Research Agent → searchPapers('Gupta silk fibroin curcumin') → Analysis Agent → readPaperContent → runPythonAnalysis (pandas plot of encapsulation efficiency) → matplotlib graph of sustained release data.

"Write LaTeX review on silk drug delivery for wound healing citing Tottoli 2020."

Research Agent → citationGraph(Tottoli 2020) → Synthesis Agent → gap detection → Writing Agent → latexEditText(draft section) → latexSyncCitations → latexCompile → PDF with silk scaffold diagrams.

"Find GitHub code for silk fibroin nanoparticle simulation models."

Research Agent → paperExtractUrls(Qi 2017) → paperFindGithubRepo → githubRepoInspect → Code Discovery workflow outputs simulation scripts for beta-sheet modeling linked to drug release.

Automated Workflows

Deep Research workflow scans 50+ papers via searchPapers on 'silk fibroin drug delivery', chains citationGraph to foundational Gupta (2009), and outputs structured report on release profiles. DeepScan applies 7-step analysis with CoVe checkpoints to verify kinetics in Wang et al. (2019).
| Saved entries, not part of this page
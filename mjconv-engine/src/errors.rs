use thiserror::Error;

#[derive(Debug, Error)]
pub enum ConvError {
    /// 牌番号・鳴きコードが値域外
    #[error("cannot decode {what} from raw value {value}")]
    Decode { what: &'static str, value: String },
    /// 局面の不整合（手牌にない牌の除去、局外のイベント等）
    #[error("invalid state: {message}")]
    InvalidState { message: String },
    /// 必須属性の欠落・不正な値
    #[error("malformed <{tag}> event: `{field}` {message}")]
    ProtocolShape {
        tag: String,
        field: String,
        message: String,
    },
    /// シリアライズの失敗
    #[error("serialization error: {0}")]
    Json(#[from] serde_json::Error),
}

impl ConvError {
    pub fn decode(what: &'static str, value: impl ToString) -> Self {
        ConvError::Decode {
            what,
            value: value.to_string(),
        }
    }

    pub fn invalid_state(message: impl Into<String>) -> Self {
        ConvError::InvalidState {
            message: message.into(),
        }
    }

    pub fn shape(tag: &str, field: &str, message: impl Into<String>) -> Self {
        ConvError::ProtocolShape {
            tag: tag.to_string(),
            field: field.to_string(),
            message: message.into(),
        }
    }
}

pub type ConvResult<T> = Result<T, ConvError>;

#[cfg(test)]
mod tests {
    use super::*;

    #[test]
    fn display_names_the_offending_field() {
        let err = ConvError::shape("INIT", "seed", "is missing");
        assert_eq!(err.to_string(), "malformed <INIT> event: `seed` is missing");
    }

    #[test]
    fn decode_error_reports_value() {
        let err = ConvError::decode("tile index", 136);
        assert_eq!(err.to_string(), "cannot decode tile index from raw value 136");
    }
}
Theorizer generates hypotheses on pH-responsive sericin from Kunz et al. (2016) and Holland et al. (2018).

Try Doxa for Silk-Based Drug Delivery Systems Research

Frequently Asked Questions

What defines Silk-Based Drug Delivery Systems?

Silk fibroin nanoparticles, films, and microspheres provide controlled release of drugs with tunable degradation and pH-responsiveness, as in Gupta (2009) for curcumin delivery.

What are key methods in silk drug delivery?

Electrospinning forms fibroin/chitosan nanofibers (Chen et al., 2012); blending encapsulates curcumin (Gupta, 2009); hydrogels use sericin for injectables (Wang et al., 2014).

What are top papers on this topic?

Gupta (2009) on curcumin nanoparticles (270 citations); Holland et al. (2018) biomedical silk review (757 citations); Tottoli et al. (2020) wound healing (1201 citations).

What open problems exist?

Scale-up for clinical pharmacokinetics, consistent pH-responsiveness, and immunogenicity reduction, as noted in Nguyen et al. (2019) and Qi et al. (2017).